Thu | Jan 8, 2026

Lee-Chin’s AIC to make payment this month

Published:Friday | January 2, 2026 | 12:09 AM
Rudolph Brown/Photographer
Jamaica-born businessman Michael Lee-Chin, director of AIC Barbados which majority owns NCB Financial.
Rudolph Brown/Photographer Jamaica-born businessman Michael Lee-Chin, director of AIC Barbados which majority owns NCB Financial.

AIC (Barbados) Limited has formally confirmed its obligation to make principal and interest payments in January totalling US$94.09 million to bondholders, following weeks of tension and a public ultimatum issued by investors.

“[We] confirm that both payments will be made as a single payment of US$94 million no later than Monday, 26 January 2026,” according to a letter from AIC addressed to the Jamaica Central Securities Depository Trustee Services (JCSD), seen by the Financial Gleaner.

In the letter issued on Wednesday, Director Michael Lee-Chin indicated that the figure reflects the combined outstanding interest of US$19.09 million and the first principal payment of US$75 million, both originally due on December 31. The letter made no mention of the source of the funds, whether from the sale of assets, debt, or shares in NCB Financial, which had been pledged as collateral for some bonds.

“While this date is beyond our agreed timeline of December, it is well within the 45-day period agreed by the parties,” added the notice.

Bondholders hold a diverse portfolio of 14 notes linked to AIC (Barbados) Limited, Portland Barbados Limited, and Specialty Coffee Investments Company.
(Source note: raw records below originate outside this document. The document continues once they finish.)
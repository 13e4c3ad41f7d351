//! fabsync CLI - Command line interface for fabric_sync
//!
//! Inspects and reconciles fabric state snapshots from the command line.
//! Output is JSON by default so the tool can be driven by other programs.

use anyhow::{anyhow, bail, Context};
use clap::{Parser, Subcommand};
use fabric_sync::model::{Attributes, PathKey, Resource, TenantId};
use fabric_sync::{
    engine, FabricConfig, PushPayload, ResourceKeyCodec, SnapshotConfig, SnapshotFile,
    SnapshotUniverse, StateForest, Universe,
};
use std::collections::BTreeSet;
use std::path::{Path, PathBuf};
use std::sync::Arc;
use tracing::debug;
use tracing_subscriber::EnvFilter;

#[derive(Parser)]
#[command(name = "fabsync")]
#[command(about = "Hash-tree state reconciliation for multi-tenant network fabrics")]
#[command(version)]
struct Cli {
    /// Path to the config file (defaults to the user config directory)
    #[arg(short, long, global = true)]
    config: Option<PathBuf>,

    /// Output format (json or text)
    #[arg(short, long, default_value = "json", global = true)]
    format: OutputFormat,

    #[command(subcommand)]
    command: Commands,
}

#[derive(Clone, Copy, Debug, PartialEq, Eq, clap::ValueEnum)]
enum OutputFormat {
    Json,
    Text,
}

#[derive(Subcommand)]
enum Commands {
    /// Write a default config file
    Init,

    /// List registered resource types
    Types,

    /// Encode or decode path keys
    Key {
        #[command(subcommand)]
        command: KeyCommands,
    },

    /// Show what reconciling the observed snapshot would change
    Diff {
        /// Snapshot holding the desired state
        desired: PathBuf,
        /// Snapshot holding the observed state
        observed: PathBuf,
    },

    /// Converge the observed snapshot onto the desired one
    Reconcile {
        /// Snapshot holding the desired state
        desired: PathBuf,
        /// Snapshot holding the observed state; rewritten in place
        observed: PathBuf,
    },

    /// Load resources from a JSON array into a snapshot
    Import {
        /// Snapshot to update (created if missing)
        snapshot: PathBuf,
        /// JSON file containing an array of resources
        resources: PathBuf,
    },

    /// Print the trees held in a snapshot
    Show {
        /// Snapshot to read (defaults to the configured snapshot_path)
        snapshot: Option<PathBuf>,
    },
}

#[derive(Subcommand)]
enum KeyCommands {
    /// Derive the path key of a resource
    Encode {
        /// Resource type tag
        #[arg(short, long)]
        kind: String,
        /// Owning tenant
        #[arg(short, long, default_value = "common")]
        tenant: String,
        /// Attributes as name=value
        attrs: Vec<String>,
    },

    /// Decode "<type>|<value>" segments into a resource skeleton
    Decode {
        /// Key segments, root first
        #[arg(required = true)]
        segments: Vec<String>,
        /// Owning tenant
        #[arg(short, long, default_value = "common")]
        tenant: String,
    },
}

fn main() -> anyhow::Result<()> {
    let cli = Cli::parse();

    let config_path = match &cli.config {
        Some(path) => path.clone(),
        None => FabricConfig::default_path()?,
    };
    let config = FabricConfig::load(&config_path)
        .with_context(|| format!("Failed to load config {}", config_path.display()))?;
    init_tracing(&config);
    debug!(path = %config_path.display(), "Loaded config");

    match cli.command {
        Commands::Init => {
            let status = if config_path.exists() {
                "exists"
            } else {
                FabricConfig::default().save(&config_path)?;
                "ok"
            };
            output(
                cli.format,
                &serde_json::json!({
                    "status": status,
                    "config": config_path.display().to_string()
                }),
            )?;
        }

        Commands::Types => {
            let registry = config.registry()?;
            let items: Vec<_> = registry
                .iter()
                .map(|d| {
                    serde_json::json!({
                        "tag": d.tag,
                        "identity": d.identity.iter()
                            .map(|s| format!("{}.{}", s.type_tag, s.attribute))
                            .collect::<Vec<_>>(),
                        "attributes": d.other_attributes
                    })
                })
                .collect();
            output(
                cli.format,
                &serde_json::json!({
                    "count": items.len(),
                    "types": items
                }),
            )?;
        }

        Commands::Key { command } => {
            let codec = ResourceKeyCodec::new(Arc::new(config.registry()?));
            match command {
                KeyCommands::Encode {
                    kind,
                    tenant,
                    attrs,
                } => {
                    let resource = resource_from_pairs(&codec, &kind, &tenant, &attrs)?;
                    let key = codec.encode(&resource)?;
                    output(
                        cli.format,
                        &serde_json::json!({
                            "tenant": tenant,
                            "kind": kind,
                            "key": key.to_strings()
                        }),
                    )?;
                }
                KeyCommands::Decode { segments, tenant } => {
                    let key = PathKey::parse(&segments)?;
                    let skeleton = codec.skeleton(&TenantId::new(tenant), &key)?;
                    let known = skeleton.is_known();
                    let resource = skeleton.into_resource();
                    output(
                        cli.format,
                        &serde_json::json!({
                            "tenant": resource.tenant,
                            "kind": resource.kind,
                            "known": known,
                            "identity": resource.identity
                        }),
                    )?;
                }
            }
        }

        Commands::Diff { desired, observed } => {
            let desired = load_existing(&desired)?;
            let observed = SnapshotFile::new(&observed).load_or_empty()?;
            let tenants = tracked_tenants(&config, &desired, &observed);

            let mut target = observed;
            target.retain_tenants(&tenants);
            for tenant in &tenants {
                target.tree_mut(tenant);
            }

            let changes = engine::compute_changes(&desired, &target);
            output(
                cli.format,
                &serde_json::json!({
                    "in_sync": changes.is_converged(),
                    "create": changes.create.len(),
                    "delete": changes.delete.len(),
                    "changes": changes
                }),
            )?;
        }

        Commands::Reconcile { desired, observed } => {
            let registry = Arc::new(config.registry()?);
            if !SnapshotFile::new(&desired).exists() {
                bail!("Desired snapshot not found: {}", desired.display());
            }
            let desired = SnapshotUniverse::initialize(SnapshotConfig {
                registry: registry.clone(),
                path: desired,
            })?;
            let mut target = SnapshotUniverse::initialize(SnapshotConfig {
                registry,
                path: observed,
            })?;

            let tenants = tracked_tenants(&config, desired.state(), target.state());
            target.serve(&tenants.into_iter().collect::<Vec<_>>())?;

            let outcome = engine::reconcile(&desired, &mut target)?;
            output(
                cli.format,
                &serde_json::json!({
                    "outcome": outcome,
                    "tenants": tenant_summary(target.state())
                }),
            )?;
        }

        Commands::Import {
            snapshot,
            resources,
        } => {
            let content = std::fs::read_to_string(&resources)
                .with_context(|| format!("Failed to read {}", resources.display()))?;
            let create: Vec<Resource> = serde_json::from_str(&content)?;
            let count = create.len();

            let mut universe = SnapshotUniverse::initialize(SnapshotConfig {
                registry: Arc::new(config.registry()?),
                path: snapshot,
            })?;
            universe.push_resources(PushPayload {
                create,
                delete: Vec::new(),
            })?;
            // an empty push never touches the file
            universe.persist()?;

            output(
                cli.format,
                &serde_json::json!({
                    "status": "ok",
                    "imported": count,
                    "tenants": tenant_summary(universe.state())
                }),
            )?;
        }

        Commands::Show { snapshot } => {
            let path = snapshot
                .or_else(|| config.snapshot_path.clone())
                .ok_or_else(|| anyhow!("No snapshot given and none configured"))?;
            let forest = load_existing(&path)?;
            let tenants: Vec<_> = forest
                .iter()
                .map(|(tenant, tree)| {
                    serde_json::json!({
                        "tenant": tenant,
                        "root_hash": tree.root_hash().to_hex(),
                        "nodes": tree.len(),
                        "keys": tree.keys().iter().map(PathKey::to_strings).collect::<Vec<_>>()
                    })
                })
                .collect();
            output(
                cli.format,
                &serde_json::json!({
                    "snapshot": path.display().to_string(),
                    "tenants": tenants
                }),
            )?;
        }
    }

    Ok(())
}

/// `RUST_LOG` wins over the configured filter; logs go to stderr so JSON
/// output on stdout stays parseable
fn init_tracing(config: &FabricConfig) {
    let filter = EnvFilter::try_from_default_env().unwrap_or_else(|_| {
        EnvFilter::new(config.log_filter.as_deref().unwrap_or("warn"))
    });
    tracing_subscriber::fmt()
        .with_env_filter(filter)
        .with_writer(std::io::stderr)
        .init();
}

fn load_existing(path: &Path) -> anyhow::Result<StateForest> {
    let file = SnapshotFile::new(path);
    if !file.exists() {
        bail!("Snapshot not found: {}", path.display());
    }
    file.load()
        .with_context(|| format!("Failed to load snapshot {}", path.display()))
}

/// Configured tenants, or every tenant either side knows about
fn tracked_tenants(
    config: &FabricConfig,
    desired: &StateForest,
    observed: &StateForest,
) -> BTreeSet<TenantId> {
    if !config.served_tenants.is_empty() {
        return config.served_tenants.iter().cloned().collect();
    }
    desired.tenants().chain(observed.tenants()).cloned().collect()
}

/// Split `name=value` pairs into identity and plain attributes
fn resource_from_pairs(
    codec: &ResourceKeyCodec,
    kind: &str,
    tenant: &str,
    pairs: &[String],
) -> anyhow::Result<Resource> {
    let descriptor = codec.registry().resolve(kind)?;
    let identity: BTreeSet<&str> = descriptor.identity_attributes().collect();

    let mut resource = Resource::new(tenant, kind);
    let mut attributes = Attributes::new();
    for pair in pairs {
        let (name, value) = pair
            .split_once('=')
            .ok_or_else(|| anyhow!("Expected name=value, got '{}'", pair))?;
        if identity.contains(name) {
            resource = resource.with_identity(name, value);
        } else {
            attributes.insert(name.to_string(), value.into());
        }
    }
    resource.attributes = attributes;
    Ok(resource)
}

fn tenant_summary(forest: &StateForest) -> Vec<serde_json::Value> {
    forest
        .iter()
        .map(|(tenant, tree)| {
            serde_json::json!({
                "tenant": tenant,
                "root_hash": tree.root_hash().to_hex(),
                "nodes": tree.len()
            })
        })
        .collect()
}

fn output(format: OutputFormat, value: &serde_json::Value) -> anyhow::Result<()> {
    match format {
        OutputFormat::Json => println!("{}", serde_json::to_string(value)?),
        OutputFormat::Text => println!("{}", serde_json::to_string_pretty(value)?),
    }
    Ok(())
}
Lee-Chin, chairman or majority owner of these entities, did not immediately respond to messages from the Financial Gleaner on Thursday. The debt matures on a phased basis in August 2024, January 2025, August 2025, August 2026, and January 2027. Sagicor Group Jamaica, which holds some notes on behalf of clients, did not respond to Financial Gleaner queries before press time.

The payment timeline comes against the backdrop of a bondholder ultimatum approved in early December, in which investors demanded clarity on overdue payments tied to Portland Holdings-related debt instruments. That ultimatum, framed as a resolution of the Note Holder Committee, warned that failure to meet year-end obligations would trigger enforcement rights. It followed months of uncertainty around Portland bonds, with investors pressing for transparency on repayment schedules.

Essentially, bondholders insisted on payment of roughly one-third of the US$300 million in total bond payments outstanding. That equated to US$94 million as a partial year-end payment. They cited the need to restore confidence in the instruments and protect their rights. Failure to pay would trigger the sale of a portion of Lee-Chin’s stake in NCB Financial, pledged as collateral.

AIC (Barbados) Limited, controlled by Lee-Chin, reduced its holdings in NCB Financial by nearly 32 million shares to 1.195 billion over 12 months to September 2025. It now holds 46.24 per cent of NCB Financial, down from 47.49 per cent a year earlier. Lee-Chin also controls a further 1.76 per cent through AIC Global Holdings Inc, which remained unchanged. Combined, those holdings amount to 48.0 per cent.

Over the years, AIC Barbados’s holdings have shifted: 53 per cent in 2019, 52.1 per cent in 2020, rising to 52.6 per cent in 2021 and 52.7 per cent in 2022, then declining to 51.15 per cent in 2023 and further to 47.5 per cent in September 2024.